_EXTRACTED INFORMATION_

========================================

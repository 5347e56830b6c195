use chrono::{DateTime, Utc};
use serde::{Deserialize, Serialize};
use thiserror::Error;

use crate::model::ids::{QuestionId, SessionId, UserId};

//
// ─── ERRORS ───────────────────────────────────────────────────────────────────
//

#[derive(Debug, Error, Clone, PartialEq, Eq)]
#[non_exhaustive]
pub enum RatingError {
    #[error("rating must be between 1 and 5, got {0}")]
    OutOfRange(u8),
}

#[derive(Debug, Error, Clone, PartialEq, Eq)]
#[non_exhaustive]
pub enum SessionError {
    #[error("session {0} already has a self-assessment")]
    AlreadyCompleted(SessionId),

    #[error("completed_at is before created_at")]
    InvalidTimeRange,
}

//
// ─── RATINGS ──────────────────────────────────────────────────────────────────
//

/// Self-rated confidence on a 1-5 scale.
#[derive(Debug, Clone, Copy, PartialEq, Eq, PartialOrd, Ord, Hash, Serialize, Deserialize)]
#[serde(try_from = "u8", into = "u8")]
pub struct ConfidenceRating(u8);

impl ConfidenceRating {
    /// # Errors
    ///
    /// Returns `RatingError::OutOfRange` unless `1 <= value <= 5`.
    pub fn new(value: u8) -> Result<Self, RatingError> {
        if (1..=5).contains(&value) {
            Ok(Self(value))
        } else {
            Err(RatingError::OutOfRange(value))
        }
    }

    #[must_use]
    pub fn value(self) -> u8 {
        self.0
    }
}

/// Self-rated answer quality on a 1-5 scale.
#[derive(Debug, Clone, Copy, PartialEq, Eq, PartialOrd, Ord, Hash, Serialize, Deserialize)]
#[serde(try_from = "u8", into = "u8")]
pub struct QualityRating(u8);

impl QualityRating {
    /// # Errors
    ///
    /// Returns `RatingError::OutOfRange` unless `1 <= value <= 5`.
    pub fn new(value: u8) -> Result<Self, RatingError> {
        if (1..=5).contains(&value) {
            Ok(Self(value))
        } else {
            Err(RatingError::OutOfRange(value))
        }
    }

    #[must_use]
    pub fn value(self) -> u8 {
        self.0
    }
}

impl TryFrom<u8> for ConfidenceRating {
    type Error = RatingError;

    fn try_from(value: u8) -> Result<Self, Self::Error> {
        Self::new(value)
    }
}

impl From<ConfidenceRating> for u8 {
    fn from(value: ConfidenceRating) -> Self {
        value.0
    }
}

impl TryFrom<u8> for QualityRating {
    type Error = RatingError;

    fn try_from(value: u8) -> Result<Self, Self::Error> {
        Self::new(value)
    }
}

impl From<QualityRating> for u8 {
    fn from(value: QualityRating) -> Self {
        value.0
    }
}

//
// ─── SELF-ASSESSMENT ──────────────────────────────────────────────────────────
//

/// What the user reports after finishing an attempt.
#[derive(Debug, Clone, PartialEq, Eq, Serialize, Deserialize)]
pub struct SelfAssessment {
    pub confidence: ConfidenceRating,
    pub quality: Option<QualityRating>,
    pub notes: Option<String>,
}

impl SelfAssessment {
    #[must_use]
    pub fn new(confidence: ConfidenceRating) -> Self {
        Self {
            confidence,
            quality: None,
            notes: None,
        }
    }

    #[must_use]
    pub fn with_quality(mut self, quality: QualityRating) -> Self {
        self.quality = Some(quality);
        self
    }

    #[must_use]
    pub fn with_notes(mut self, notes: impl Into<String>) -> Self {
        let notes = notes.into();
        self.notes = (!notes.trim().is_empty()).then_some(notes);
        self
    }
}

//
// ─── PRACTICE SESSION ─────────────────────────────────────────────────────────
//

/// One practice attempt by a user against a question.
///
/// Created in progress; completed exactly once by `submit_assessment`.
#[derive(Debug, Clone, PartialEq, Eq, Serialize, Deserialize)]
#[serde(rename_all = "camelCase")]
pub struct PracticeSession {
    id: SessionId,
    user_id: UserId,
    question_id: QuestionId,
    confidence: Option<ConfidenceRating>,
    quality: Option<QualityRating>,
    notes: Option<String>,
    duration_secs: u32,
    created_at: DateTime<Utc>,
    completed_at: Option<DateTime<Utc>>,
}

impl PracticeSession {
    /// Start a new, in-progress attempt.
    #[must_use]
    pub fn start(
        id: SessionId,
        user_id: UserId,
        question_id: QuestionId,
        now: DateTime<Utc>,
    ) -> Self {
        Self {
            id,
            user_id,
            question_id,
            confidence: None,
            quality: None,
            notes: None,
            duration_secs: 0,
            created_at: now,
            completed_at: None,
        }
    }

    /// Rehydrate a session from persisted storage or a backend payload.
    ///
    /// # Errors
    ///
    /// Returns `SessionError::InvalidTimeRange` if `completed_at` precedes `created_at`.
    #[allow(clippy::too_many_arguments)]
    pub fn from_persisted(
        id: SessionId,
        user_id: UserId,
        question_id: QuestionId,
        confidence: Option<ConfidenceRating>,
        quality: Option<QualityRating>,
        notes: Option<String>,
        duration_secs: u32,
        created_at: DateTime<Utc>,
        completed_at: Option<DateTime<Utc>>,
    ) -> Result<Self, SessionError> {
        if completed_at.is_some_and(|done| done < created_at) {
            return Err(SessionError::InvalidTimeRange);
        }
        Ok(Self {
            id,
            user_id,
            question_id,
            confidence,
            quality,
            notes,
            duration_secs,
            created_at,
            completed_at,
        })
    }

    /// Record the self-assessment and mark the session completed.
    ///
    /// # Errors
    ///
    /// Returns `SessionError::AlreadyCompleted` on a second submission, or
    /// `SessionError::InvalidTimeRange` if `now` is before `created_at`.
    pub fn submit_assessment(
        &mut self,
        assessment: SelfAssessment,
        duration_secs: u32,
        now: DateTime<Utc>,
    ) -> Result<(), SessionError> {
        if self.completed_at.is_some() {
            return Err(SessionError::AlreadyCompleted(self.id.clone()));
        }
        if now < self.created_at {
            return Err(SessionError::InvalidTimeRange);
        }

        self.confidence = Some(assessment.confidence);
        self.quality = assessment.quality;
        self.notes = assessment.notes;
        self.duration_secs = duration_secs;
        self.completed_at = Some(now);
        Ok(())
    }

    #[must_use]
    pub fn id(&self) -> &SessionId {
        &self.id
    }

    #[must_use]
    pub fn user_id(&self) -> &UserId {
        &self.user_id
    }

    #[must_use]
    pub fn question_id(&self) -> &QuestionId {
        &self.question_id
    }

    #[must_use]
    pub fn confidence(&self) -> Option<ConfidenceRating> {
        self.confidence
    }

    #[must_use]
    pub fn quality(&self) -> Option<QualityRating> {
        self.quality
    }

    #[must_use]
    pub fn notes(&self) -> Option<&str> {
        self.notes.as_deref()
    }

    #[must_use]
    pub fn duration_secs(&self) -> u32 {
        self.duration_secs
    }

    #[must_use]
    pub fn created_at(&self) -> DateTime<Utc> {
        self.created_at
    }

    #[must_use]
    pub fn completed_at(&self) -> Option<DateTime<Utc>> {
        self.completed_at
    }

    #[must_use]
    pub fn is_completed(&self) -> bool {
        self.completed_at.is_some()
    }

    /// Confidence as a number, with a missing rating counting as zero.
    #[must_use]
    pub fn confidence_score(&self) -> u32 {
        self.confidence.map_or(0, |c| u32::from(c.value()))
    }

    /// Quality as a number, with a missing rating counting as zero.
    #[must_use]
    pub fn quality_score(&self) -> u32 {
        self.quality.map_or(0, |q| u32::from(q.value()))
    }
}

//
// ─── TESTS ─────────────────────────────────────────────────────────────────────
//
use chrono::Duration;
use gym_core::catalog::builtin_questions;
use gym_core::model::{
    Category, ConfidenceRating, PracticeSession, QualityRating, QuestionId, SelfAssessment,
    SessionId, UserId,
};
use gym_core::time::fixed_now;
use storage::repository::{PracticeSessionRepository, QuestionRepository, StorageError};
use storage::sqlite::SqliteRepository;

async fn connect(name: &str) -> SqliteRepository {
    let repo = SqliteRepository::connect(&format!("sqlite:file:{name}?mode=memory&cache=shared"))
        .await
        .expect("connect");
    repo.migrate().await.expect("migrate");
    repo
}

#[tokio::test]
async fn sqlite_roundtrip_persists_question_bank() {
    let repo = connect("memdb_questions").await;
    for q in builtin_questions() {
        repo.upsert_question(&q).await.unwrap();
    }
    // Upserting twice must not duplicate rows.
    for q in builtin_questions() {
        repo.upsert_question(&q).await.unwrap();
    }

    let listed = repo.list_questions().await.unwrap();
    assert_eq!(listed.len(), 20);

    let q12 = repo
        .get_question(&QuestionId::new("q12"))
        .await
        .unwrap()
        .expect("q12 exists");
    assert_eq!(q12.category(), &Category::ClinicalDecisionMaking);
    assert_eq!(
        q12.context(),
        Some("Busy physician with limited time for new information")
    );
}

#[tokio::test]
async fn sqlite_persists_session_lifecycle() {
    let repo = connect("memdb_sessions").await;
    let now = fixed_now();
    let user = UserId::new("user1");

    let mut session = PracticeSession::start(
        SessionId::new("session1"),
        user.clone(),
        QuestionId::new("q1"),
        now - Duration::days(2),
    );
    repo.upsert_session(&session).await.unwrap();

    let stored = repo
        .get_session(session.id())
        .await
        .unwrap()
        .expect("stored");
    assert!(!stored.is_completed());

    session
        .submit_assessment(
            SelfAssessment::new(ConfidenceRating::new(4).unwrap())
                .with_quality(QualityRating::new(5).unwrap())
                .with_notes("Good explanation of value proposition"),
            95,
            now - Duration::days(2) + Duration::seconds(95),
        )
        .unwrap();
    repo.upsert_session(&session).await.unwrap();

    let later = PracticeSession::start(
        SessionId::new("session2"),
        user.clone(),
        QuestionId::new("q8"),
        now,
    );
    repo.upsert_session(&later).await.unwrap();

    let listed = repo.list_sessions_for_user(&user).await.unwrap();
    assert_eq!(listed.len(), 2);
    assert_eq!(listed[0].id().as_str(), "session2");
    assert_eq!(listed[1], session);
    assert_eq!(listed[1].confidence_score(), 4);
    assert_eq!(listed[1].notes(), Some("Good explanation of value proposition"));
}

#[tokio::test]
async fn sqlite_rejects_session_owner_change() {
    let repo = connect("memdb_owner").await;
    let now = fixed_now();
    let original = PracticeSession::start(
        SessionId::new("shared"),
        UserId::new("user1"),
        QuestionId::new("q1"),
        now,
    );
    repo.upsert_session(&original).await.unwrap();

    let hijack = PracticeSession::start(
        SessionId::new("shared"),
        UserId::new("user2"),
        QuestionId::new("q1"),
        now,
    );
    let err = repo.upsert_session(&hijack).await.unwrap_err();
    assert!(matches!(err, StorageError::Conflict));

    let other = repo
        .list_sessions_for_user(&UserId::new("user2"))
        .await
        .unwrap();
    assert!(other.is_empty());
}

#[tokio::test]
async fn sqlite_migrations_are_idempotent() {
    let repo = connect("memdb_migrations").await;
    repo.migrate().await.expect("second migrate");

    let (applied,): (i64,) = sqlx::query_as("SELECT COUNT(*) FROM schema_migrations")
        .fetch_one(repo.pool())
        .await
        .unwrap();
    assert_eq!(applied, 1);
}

========================================

_WHAT YOU NEED TO DO_
Start at the first line of the material and transcribe each line exactly, stopping once the line containing "pub enum RatingError" has been written.

_THE ANSWER_
repository 5347e56830b6c195
use chrono::{DateTime, Utc};
use serde::{Deserialize, Serialize};
use thiserror::Error;

use crate::model::ids::{QuestionId, SessionId, UserId};

//
// ─── ERRORS ───────────────────────────────────────────────────────────────────
//

#[derive(Debug, Error, Clone, PartialEq, Eq)]
#[non_exhaustive]
pub enum RatingError {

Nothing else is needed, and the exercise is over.